--- Working data Enclosed Below ---

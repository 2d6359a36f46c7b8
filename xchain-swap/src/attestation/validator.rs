use crate::attestation::crypto::{self, SecretKey};
use crate::attestation::types::{BlockAttestation, NotarizationAttestation};
use crate::data_structures::{LedgerIdentity, ValidatorIdentity};
use crate::network::{AttestationHandler, AttestationRequest, AttestationResponse};
use crate::onchain::EvmClient;
use async_trait::async_trait;
use log::{info, warn};
use std::sync::Arc;

/// A validator process. It reads Chain B through its own client, signs
/// block attestations with its Ledger-A key and notarization approvals
/// with its Chain-B account.
pub struct ValidatorNode {
    identity: ValidatorIdentity,
    signing_key: SecretKey,
    evm: Arc<dyn EvmClient>,
    trusted_notaries: Vec<LedgerIdentity>,
}

impl ValidatorNode {
    pub fn new(
        identity: ValidatorIdentity,
        signing_key: SecretKey,
        evm: Arc<dyn EvmClient>,
        trusted_notaries: Vec<LedgerIdentity>,
    ) -> Self {
        ValidatorNode { identity, signing_key, evm, trusted_notaries }
    }

    async fn attest_block(&self, block_number: u64) -> Result<BlockAttestation, String> {
        let block = self
            .evm
            .get_block(block_number, false)
            .await
            .map_err(|e| format!("cannot read block {}: {}", block_number, e))?;
        info!("[Validator {}] Attesting block {} root {:?}", self.identity.name(), block_number, block.receipts_root);
        Ok(BlockAttestation::sign(self.identity.clone(), &self.signing_key, block_number, block.receipts_root))
    }

    async fn attest_notarization(
        &self,
        tx_id: crate::data_structures::TxId,
        notary: &LedgerIdentity,
        notary_signature: &crypto::PartySignature,
    ) -> Result<NotarizationAttestation, String> {
        if !self.trusted_notaries.contains(notary) {
            return Err(format!("notary {} is not trusted", notary));
        }
        if !crypto::verify(tx_id.as_bytes(), notary_signature, &notary.public_key) {
            return Err(format!("notary signature over {:?} does not verify", tx_id));
        }
        let signature = self
            .evm
            .sign_raw_bytes(&NotarizationAttestation::message(&tx_id))
            .await
            .map_err(|e| e.to_string())?;
        info!("[Validator {}] Approved notarized transaction {:?}", self.identity.name(), tx_id);
        Ok(NotarizationAttestation {
            validator: self.identity.clone(),
            tx_id,
            signature,
            attested_at_ms: chrono::Utc::now().timestamp_millis(),
        })
    }
}

#[async_trait]
impl AttestationHandler for ValidatorNode {
    fn identity(&self) -> &ValidatorIdentity {
        &self.identity
    }

    async fn handle(&self, sender: &LedgerIdentity, request: AttestationRequest) -> Result<AttestationResponse, String> {
        let result = match request {
            AttestationRequest::Block { block_number } => self.attest_block(block_number).await.map(AttestationResponse::Block),
            AttestationRequest::Notarization { tx_id, notary, notary_signature } => self
                .attest_notarization(tx_id, &notary, &notary_signature)
                .await
                .map(AttestationResponse::Notarization),
        };
        if let Err(reason) = &result {
            warn!("[Validator {}] Refused request from {}: {}", self.identity.name(), sender, reason);
        }
        result
    }
}
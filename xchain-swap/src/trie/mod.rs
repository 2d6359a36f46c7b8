//! Merkle-Patricia trie engine for Chain-B receipts.
//!
//! Builds the receipts trie of a block, produces inclusion proofs and
//! verifies them against a receipts root. Follows the Ethereum encoding:
//! hex-prefix paths, RLP nodes, 32-byte keccak references and embedding
//! of nodes shorter than 32 bytes.

pub mod nibbles;
pub mod node;
pub mod patricia;
pub mod proof;

pub use patricia::{receipt_key, PatriciaTrie};
pub use proof::{read_proof, verify_exclusion, verify_proof, ProofError, ReceiptProof};
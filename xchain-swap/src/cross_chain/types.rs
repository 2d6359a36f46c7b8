// Swap lifecycle types.

use crate::commitment::{CommitmentHash, CommitmentTerms};
use crate::data_structures::{LedgerIdentity, SwapId, ValidatorIdentity};
use crate::ledger::{AssetState, LedgerState, LedgerTransaction, StateRef};
use serde::{Deserialize, Serialize};

/// Lifecycle of one swap as seen by a coordinator.
///
/// Two paths leave `Draft`:
/// `Draft -> Committed -> Claimed -> Unlocked` and
/// `Draft -> Committed -> Reverted -> AssetReverted`.
#[derive(Clone, Copy, Debug, PartialEq, Eq, Hash, Serialize, Deserialize)]
pub enum SwapState {
    Draft,
    Committed,
    Claimed,
    Reverted,
    Unlocked,
    AssetReverted,
}

impl SwapState {
    const CLAIM_PATH: [SwapState; 4] = [SwapState::Draft, SwapState::Committed, SwapState::Claimed, SwapState::Unlocked];
    const REVERT_PATH: [SwapState; 4] =
        [SwapState::Draft, SwapState::Committed, SwapState::Reverted, SwapState::AssetReverted];

    fn position(path: &[SwapState], state: SwapState) -> Option<usize> {
        path.iter().position(|s| *s == state)
    }

    /// True when `next` lies strictly later than `self` on a path through
    /// both. Skipped steps were performed by a counterparty and are
    /// evidenced on Chain B.
    pub fn can_advance_to(self, next: SwapState) -> bool {
        [Self::CLAIM_PATH, Self::REVERT_PATH].iter().any(|path| {
            matches!(
                (Self::position(path, self), Self::position(path, next)),
                (Some(from), Some(to)) if from < to
            )
        })
    }

    pub fn is_terminal(self) -> bool {
        matches!(self, SwapState::Unlocked | SwapState::AssetReverted)
    }
}

/// What a party proposes when it locks an asset for a swap.
#[derive(Clone, Debug, PartialEq, Eq)]
pub struct SwapProposal {
    /// Ledger-A party that receives the asset once Chain B is claimed.
    pub recipient: LedgerIdentity,
    pub validators: Vec<ValidatorIdentity>,
    pub minimum_validations: usize,
    pub notary: LedgerIdentity,
    pub terms: CommitmentTerms,
}

/// A lock transaction built for a swap, kept until the swap settles.
/// Its id is the swap id.
#[derive(Clone, Debug, PartialEq, Eq)]
pub struct DraftTransaction {
    pub swap_id: SwapId,
    pub asset_ref: StateRef,
    pub sender: LedgerIdentity,
    pub recipient: LedgerIdentity,
    pub approved_validators: Vec<ValidatorIdentity>,
    pub minimum_validations: usize,
    pub notary: LedgerIdentity,
    pub terms: CommitmentTerms,
    pub commitment_hash: CommitmentHash,
    pub wire: LedgerTransaction,
}

impl DraftTransaction {
    /// The locked output the swap settles.
    pub fn lock_ref(&self) -> StateRef {
        StateRef { tx_id: self.swap_id, index: 0 }
    }

    pub fn locked_asset(&self) -> Option<&AssetState> {
        match self.wire.outputs.first() {
            Some(LedgerState::Locked { asset, .. }) => Some(asset),
            _ => None,
        }
    }
}
use ethers::types::Address;
use serde::{Deserialize, Serialize};
use std::time::Duration;
use thiserror::Error;

#[derive(Debug, Error)]
pub enum ConfigError {
    #[error("failed to parse config: {0}")]
    Parse(#[from] serde_json::Error),
    #[error("invalid config: {0}")]
    Invalid(String),
}

#[derive(Clone, Debug, Serialize, Deserialize)]
#[serde(default)]
pub struct SwapConfig {
    // Chain B
    pub chain_id: u64,          // EVM chain id bound into every commitment
    pub swap_vault: Address,    // Address of the swap vault contract

    // Attestation collection
    #[serde(with = "humantime_serde")]
    pub collection_timeout: Duration, // Deadline for blocking collection

    // Validator transport emulation
    pub network: NetworkConfig,
}

#[derive(Clone, Debug, Serialize, Deserialize)]
#[serde(default)]
pub struct NetworkConfig {
    pub min_delay_ms: u64,
    pub max_delay_ms: u64,
    pub drop_rate: f64, // Probability that a request never reaches the validator
    pub inbox_capacity: usize,
}

impl Default for SwapConfig {
    fn default() -> Self {
        SwapConfig {
            chain_id: 1337,
            swap_vault: Address::repeat_byte(0x5a),
            collection_timeout: Duration::from_secs(5),
            network: NetworkConfig::default(),
        }
    }
}

impl Default for NetworkConfig {
    fn default() -> Self {
        NetworkConfig {
            min_delay_ms: 0,
            max_delay_ms: 0,
            drop_rate: 0.0,
            inbox_capacity: 64,
        }
    }
}

impl SwapConfig {
    /// Parses a JSON document. Missing fields fall back to defaults and
    /// durations use humantime notation ("5s", "250ms").
    pub fn from_json_str(input: &str) -> Result<Self, ConfigError> {
        let config: SwapConfig = serde_json::from_str(input)?;
        config.validate()?;
        Ok(config)
    }

    pub fn validate(&self) -> Result<(), ConfigError> {
        if self.collection_timeout.is_zero() {
            return Err(ConfigError::Invalid("collection_timeout must be non-zero".to_string()));
        }
        if self.network.min_delay_ms > self.network.max_delay_ms {
            return Err(ConfigError::Invalid(format!(
                "network delay range is inverted ({} > {})",
                self.network.min_delay_ms, self.network.max_delay_ms
            )));
        }
        if !(0.0..=1.0).contains(&self.network.drop_rate) {
            return Err(ConfigError::Invalid(format!(
                "network drop_rate {} outside [0, 1]",
                self.network.drop_rate
            )));
        }
        if self.network.inbox_capacity == 0 {
            return Err(ConfigError::Invalid("network inbox_capacity must be positive".to_string()));
        }
        Ok(())
    }
}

--- End of Enclosed Working data ---

• **What is expected**:
Restate the data word for word. Begin at its first line, end at the line that contains "use crate::onchain::EvmClient;", and include both.

• **Solution for this task**:
repository 2d6359a36f46c7b8
filename xchain-swap/src/attestation/validator.rs
use crate::attestation::crypto::{self, SecretKey};
use crate::attestation::types::{BlockAttestation, NotarizationAttestation};
use crate::data_structures::{LedgerIdentity, ValidatorIdentity};
use crate::network::{AttestationHandler, AttestationRequest, AttestationResponse};
use crate::onchain::EvmClient;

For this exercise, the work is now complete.